Canada has enacted various data sovereignty measures, primarily on the storage of Canadian data on Canadian servers. As part of Canada's IT strategy for the years 2016–2020, data localization measures were discussed as a way to uphold citizens' privacy.[26] By using Canadian servers to store Canadian data as opposed to American servers, this would safeguard Canadian data from being subject to the US Patriot Act.[11] In 2017, it was discovered that Shared Services Canada and the Communications Security Establishment were "exploring options for sensitive data storage on U.S.-based servers" with Microsoft".[27]
Also in 2016, the EU Parliament approved its own data sovereignty measures within a General Data Protection Regulation (GDPR).[28] This regulatory package homogenizes data protection policy for all European Union members. It also includes an addendum that establishes extraterritorial jurisdiction for its rules to extend to any data controller or processor whose subjects are EU citizens, regardless of the location the holding or processing is conducted. This forces companies based outside of the EU to reevaluate their sitewide policies and align them with another country's law. The GDPR also effectively replaced the 1995 European Data Protection Directive[29] that had originally established the free movement of personal data between member state borders, and in doing so granted interoperability of such data among nearly thirty countries.

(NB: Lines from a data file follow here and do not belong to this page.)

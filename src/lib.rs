// src/lib.rs
//! project-chat-export library: exports every conversation of a chat
//! platform project to Markdown.
//!
//! # Public API
//!
//! The library exposes types organized by concern:
//! - **Error handling**: `AppError`, `ErrorKind`, `AttemptError`, `ValidationError`
//! - **Configuration**: `CommandLineInput`, `PipelineConfig`
//! - **Fetch pipeline**: `RateLimitedFetcher`, `BatchScheduler`, `ChunkedAggregator`, `ResultCollector`
//! - **Seams**: `ConversationRepository`, `IdentifierResolver`, `ProgressReporter`, `ChunkSink`
//! - **Output**: `ExportSink`, `OutputMode`, `DocumentRenderer`
//! - **Orchestration**: `ProjectExporter`

pub mod analytics;
pub mod api;
pub mod config;
pub mod constants;
pub mod error;
pub mod error_recovery;
pub mod export;
pub mod formatting;
pub mod model;
pub mod output;
pub mod pipeline;
pub mod progress;
pub mod resolver;
pub mod types;

// --- Error Handling ---
pub use crate::error::{AppError, AttemptError, ErrorKind};
pub use crate::types::ValidationError;

// --- Configuration ---
pub use crate::config::{CommandLineInput, PipelineConfig, COOKIE_ENV_VAR};

// --- Domain Types ---
pub use crate::model::{ChatMessage, ContentBlock, Conversation, ConversationSummary};
pub use crate::types::{ConversationId, OrganizationId, ProjectId, SessionCookie};

// --- Fetch Pipeline ---
pub use crate::api::{
    AggregateResult, BatchScheduler, BatchSettings, ChatHttpClient, ChunkedAggregator,
    ConversationRepository, DelaySchedule, ExecutionPath, FetchFailure, FetchOutcome,
    FetchedItem, PipelineReport, RateLimitedFetcher, ResultCollector,
};
pub use crate::error_recovery::{retry_with_backoff, RetryPolicy};

// --- Pipeline Traits ---
pub use crate::pipeline::{
    ChunkOutput, ChunkSink, ProgressEvent, ProgressReporter, Severity, SilentReporter,
};
pub use crate::resolver::{FixedResolver, IdentifierResolver, ProjectIdentifiers, SessionResolver};

// --- Output ---
pub use crate::output::{Destination, ExportSink, OutputMode, OutputSettings};

// --- Orchestration ---
pub use crate::export::{ExportReport, ProjectExporter};
pub use crate::progress::ConsoleReporter;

A common criticism of data sovereignty brought forward by corporate actors is that it impedes and has the potential to destroy processes in cloud computing.[30] Since cloud storage might be dispersed and disseminated in a variety of locations at any given time, it is argued that governance of cloud computing is difficult under data sovereignty laws.[30] For example, data held in the cloud may be illegal in some jurisdictions but legal in others.[4]The concept of a sovereign cloud is proposed as a solution to address this challenge.[31][32]
Some scholars have presented the argument that data sovereignty involves the authority of the state being able to control data. This excessive power that the state and a few large corporations hold, due to their direct influence over data resources, can undermine the security of data sovereignty.[33]
According to economist and political science Professor Susan Ariel Aaronson, founder and director of the Digital Trade and Data Governance Hub at George Washington University,[34] "some governments are seeking to regulate the commercial use of personal data without enacting clear rules governing public sector use... The hoarding of data by nations or firms may reduce data generativity[clarification needed] and the public benefits of data analysis."[35]